■ **Exercise aim**
Every line from the start of the records below to the line containing "pub fn count(&self, event: &TabEvent)" should be retyped exactly, that line included, and no others.

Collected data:

__________________________________________________

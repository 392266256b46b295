//! `log` backend writing to the browser console

use log::{Level, LevelFilter, Log, Metadata, Record};
use wasm_bindgen::JsValue;
use web_sys::console;

struct ConsoleLogger;

static LOGGER: ConsoleLogger = ConsoleLogger;

impl Log for ConsoleLogger {
    fn enabled(&self, metadata: &Metadata) -> bool {
        metadata.level() <= log::max_level()
    }

    fn log(&self, record: &Record) {
        if !self.enabled(record.metadata()) {
            return;
        }
        let line = JsValue::from_str(&format!(
            "[{}] {}: {}",
            record.level(),
            record.target(),
            record.args()
        ));
        match record.level() {
            Level::Error => console::error_1(&line),
            Level::Warn => console::warn_1(&line),
            Level::Info => console::info_1(&line),
            Level::Debug => console::debug_1(&line),
            Level::Trace => console::log_1(&line),
        }
    }

    fn flush(&self) {}
}

/// Install the console logger. Later calls only change the level.
pub fn init(level: LevelFilter) {
    let _ = log::set_logger(&LOGGER);
    log::set_max_level(level);
}
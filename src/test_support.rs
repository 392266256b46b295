//! Recording fakes for the host collaborators

use std::cell::{Cell, RefCell};

use rustc_hash::FxHashMap;

use crate::config::FragmentTransfer;
use crate::error::Result;
use crate::persist::Browser;
use crate::render::{Control, PagerView};
use crate::tabs::{ConditionalFragment, ContentDocument, TabBar};

#[derive(Debug, Clone, PartialEq, Eq)]
pub enum TabEvent {
    Paint,
    Reset,
    Show(String),
    Select(String),
    Fill(String, FragmentTransfer),
}

/// Tabs are their names; fragments are their text.
#[derive(Debug, Default)]
pub struct RecordingTabs {
    pub names: Vec<String>,
    pub bodies: FxHashMap<String, String>,
    pub events: Vec<TabEvent>,
}

impl RecordingTabs {
    pub fn with_tabs(names: &[&str]) -> Self {
        Self {
            names: names.iter().map(|n| n.to_string()).collect(),
            ..Self::default()
        }
    }

    pub fn body(&self, name: &str) -> Option<&str> {
        self.bodies.get(name).map(String::as_str)
    }

    pub fn count(&self, event: &TabEvent) -> usize {
        self.events.iter().filter(|e| *e == event).count()
    }
}

impl TabBar for RecordingTabs {
    type Tab = String;
    type Fragment = String;

    fn paint(&mut self) {
        self.events.push(TabEvent::Paint);
    }

    fn reset(&mut self) {
        self.events.push(TabEvent::Reset);
    }

    fn show(&mut self, name: &str) {
        self.events.push(TabEvent::Show(name.to_string()));
    }

    fn select(&mut self, tab: &String) {
        self.events.push(TabEvent::Select(tab.clone()));
    }

    fn get_tab(&self, name: &str) -> Option<String> {
        self.names.iter().find(|n| *n == name).cloned()
    }

    fn fill_companion(
        &mut self,
        tab: &String,
        fragment: &String,
        transfer: FragmentTransfer,
    ) -> Result<()> {
        self.bodies.insert(tab.clone(), fragment.clone());
        self.events.push(TabEvent::Fill(tab.clone(), transfer));
        Ok(())
    }
}

#[derive(Debug, Default)]
pub struct RecordingView {
    pub max_page: Option<u32>,
    pub current_page: Option<u32>,
    pub enabled: FxHashMap<Control, bool>,
    pub renders: usize,
}

impl RecordingView {
    pub fn is_enabled(&self, control: Control) -> Option<bool> {
        self.enabled.get(&control).copied()
    }
}

impl PagerView for RecordingView {
    fn set_max_page(&mut self, max_page: u32) {
        self.max_page = Some(max_page);
    }

    fn set_current_page(&mut self, page: u32) {
        self.current_page = Some(page);
        self.renders += 1;
    }

    fn set_control_enabled(&mut self, control: Control, enabled: bool) {
        self.enabled.insert(control, enabled);
    }
}

#[derive(Debug, Clone, PartialEq, Eq)]
pub enum BrowserEvent {
    Navigate(String),
    Push(String, u32),
    Cookie(String, String, u32),
}

#[derive(Debug, Default)]
pub struct RecordingBrowser {
    pub events: Vec<BrowserEvent>,
    pub cookies: FxHashMap<String, String>,
}

impl RecordingBrowser {
    pub fn last_navigation(&self) -> Option<&str> {
        self.events.iter().rev().find_map(|e| match e {
            BrowserEvent::Navigate(url) => Some(url.as_str()),
            _ => None,
        })
    }

    pub fn cookie(&self, name: &str) -> Option<&str> {
        self.cookies.get(name).map(String::as_str)
    }
}

impl Browser for RecordingBrowser {
    fn navigate_frame(&mut self, url: &str) {
        self.events.push(BrowserEvent::Navigate(url.to_string()));
    }

    fn push_history(&mut self, param: &str, page: u32) {
        self.events.push(BrowserEvent::Push(param.to_string(), page));
    }

    fn write_cookie(&mut self, name: &str, value: &str, days: u32) {
        self.cookies.insert(name.to_string(), value.to_string());
        self.events
            .push(BrowserEvent::Cookie(name.to_string(), value.to_string(), days));
    }
}

/// A content document holding `(tab name, text)` fragments.
#[derive(Debug, Default)]
pub struct FakeDocument {
    fragments: Vec<(String, String)>,
    stylesheets: RefCell<Vec<String>>,
    forwarders: Cell<usize>,
}

impl FakeDocument {
    pub fn with_fragments(fragments: &[(&str, &str)]) -> Self {
        Self {
            fragments: fragments
                .iter()
                .map(|(name, text)| (name.to_string(), text.to_string()))
                .collect(),
            ..Self::default()
        }
    }

    pub fn stylesheets(&self) -> Vec<String> {
        self.stylesheets.borrow().clone()
    }

    pub fn forwarders(&self) -> usize {
        self.forwarders.get()
    }
}

impl ContentDocument for FakeDocument {
    type Fragment = String;

    fn inject_stylesheet(&self, id: &str, _css: &str) -> Result<()> {
        let mut sheets = self.stylesheets.borrow_mut();
        if !sheets.iter().any(|s| s == id) {
            sheets.push(id.to_string());
        }
        Ok(())
    }

    fn forward_paging_keys(&self) -> Result<()> {
        self.forwarders.set(self.forwarders.get() + 1);
        Ok(())
    }

    fn conditional_fragments(&self, _class_name: &str) -> Vec<ConditionalFragment<String>> {
        self.fragments
            .iter()
            .map(|(name, text)| ConditionalFragment {
                tab_name: name.clone(),
                content: text.clone(),
            })
            .collect()
    }
}
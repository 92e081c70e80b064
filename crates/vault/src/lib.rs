//! `vault`: transparent field-level encryption for the finance SQLite store.
//!
//! Layering, bottom up:
//! 1. [`crypto`]: AES-256-GCM-SIV envelope with a versioned string form.
//! 2. [`keys`]: resolves, generates, persists and caches the field key.
//! 3. [`codec`] and [`token`]: typed value encryption and keyed search tokens.
//! 4. [`store`]: SQLite connections that decrypt in SQL, plus data access.
//! 5. [`migration`]: rewrites legacy plaintext rows as ciphertext.
//!
//! [`config`] loads the settings the binaries hand to these layers.

pub mod codec;
pub mod config;
pub mod crypto;
pub mod keys;
pub mod migration;
pub mod store;
pub mod token;

pub use codec::{is_ciphertext, FieldCodec};
pub use config::Settings;
pub use keys::KeyManager;
pub use migration::{MigrationMode, MigrationReport, MigrationRunner};
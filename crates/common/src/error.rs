//! Common error types shared across crates.

use thiserror::Error;

/// Top-level error type for field encryption.
///
/// Variants map to how callers are expected to react:
/// - [`EncryptionError::EncryptionKey`] → fatal for the operation that needed the key
/// - [`EncryptionError::Decryption`] → recoverable on read paths (value becomes `None`)
/// - [`EncryptionError::Encryption`] → the value could not be prepared for storage
#[derive(Debug, Error)]
pub enum EncryptionError {
    /// The key is missing, malformed, or could not be persisted.
    #[error("encryption key error: {0}")]
    EncryptionKey(String),

    /// Ciphertext failed authentication or could not be coerced to the requested type.
    #[error("decryption failed: {0}")]
    Decryption(String),

    /// A plaintext value could not be encrypted (e.g. a non-numeric value for a numeric field).
    #[error("encryption failed: {0}")]
    Encryption(String),
}

impl EncryptionError {
    /// Returns `true` when a read path may swallow this error and surface an
    /// absent value instead.
    pub fn is_recoverable_on_read(&self) -> bool {
        matches!(self, EncryptionError::Decryption(_))
    }
}

#[cfg(test)]
mod tests {
    use super::*;

    #[test]
    fn only_decryption_is_recoverable() {
        assert!(EncryptionError::Decryption("x".into()).is_recoverable_on_read());
        assert!(!EncryptionError::EncryptionKey("x".into()).is_recoverable_on_read());
        assert!(!EncryptionError::Encryption("x".into()).is_recoverable_on_read());
    }

    #[test]
    fn display_includes_message() {
        let e = EncryptionError::EncryptionKey("FINANCE_APP_ENCRYPTION_KEY is invalid".into());
        assert!(e.to_string().contains("FINANCE_APP_ENCRYPTION_KEY"));
    }
}
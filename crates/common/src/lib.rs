//! Common error types and field value definitions shared across the ledger vault crates.

pub mod error;
pub mod field;

pub use error::EncryptionError;
pub use field::{FieldValue, LogicalType, TransactionPayload, SENSITIVE_TRANSACTION_FIELDS};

__________________________________________________

■ **Exercise response**
repository 392266256b46b295
//! `log` backend writing to the browser console

use log::{Level, LevelFilter, Log, Metadata, Record};
use wasm_bindgen::JsValue;
use web_sys::console;

struct ConsoleLogger;

static LOGGER: ConsoleLogger = ConsoleLogger;

impl Log for ConsoleLogger {
    fn enabled(&self, metadata: &Metadata) -> bool {
        metadata.level() <= log::max_level()
    }

    fn log(&self, record: &Record) {
        if !self.enabled(record.metadata()) {
            return;
        }
        let line = JsValue::from_str(&format!(
            "[{}] {}: {}",
            record.level(),
            record.target(),
            record.args()
        ));
        match record.level() {
            Level::Error => console::error_1(&line),
            Level::Warn => console::warn_1(&line),
            Level::Info => console::info_1(&line),
            Level::Debug => console::debug_1(&line),
            Level::Trace => console::log_1(&line),
        }
    }

    fn flush(&self) {}
}

/// Install the console logger. Later calls only change the level.
pub fn init(level: LevelFilter) {
    let _ = log::set_logger(&LOGGER);
    log::set_max_level(level);
}
filename src/test_support.rs
repository 392266256b46b295
//! Recording fakes for the host collaborators

use std::cell::{Cell, RefCell};

use rustc_hash::FxHashMap;

use crate::config::FragmentTransfer;
use crate::error::Result;
use crate::persist::Browser;
use crate::render::{Control, PagerView};
use crate::tabs::{ConditionalFragment, ContentDocument, TabBar};

#[derive(Debug, Clone, PartialEq, Eq)]
pub enum TabEvent {
    Paint,
    Reset,
    Show(String),
    Select(String),
    Fill(String, FragmentTransfer),
}

/// Tabs are their names; fragments are their text.
#[derive(Debug, Default)]
pub struct RecordingTabs {
    pub names: Vec<String>,
    pub bodies: FxHashMap<String, String>,
    pub events: Vec<TabEvent>,
}

impl RecordingTabs {
    pub fn with_tabs(names: &[&str]) -> Self {
        Self {
            names: names.iter().map(|n| n.to_string()).collect(),
            ..Self::default()
        }
    }

    pub fn body(&self, name: &str) -> Option<&str> {
        self.bodies.get(name).map(String::as_str)
    }

    pub fn count(&self, event: &TabEvent) -> usize {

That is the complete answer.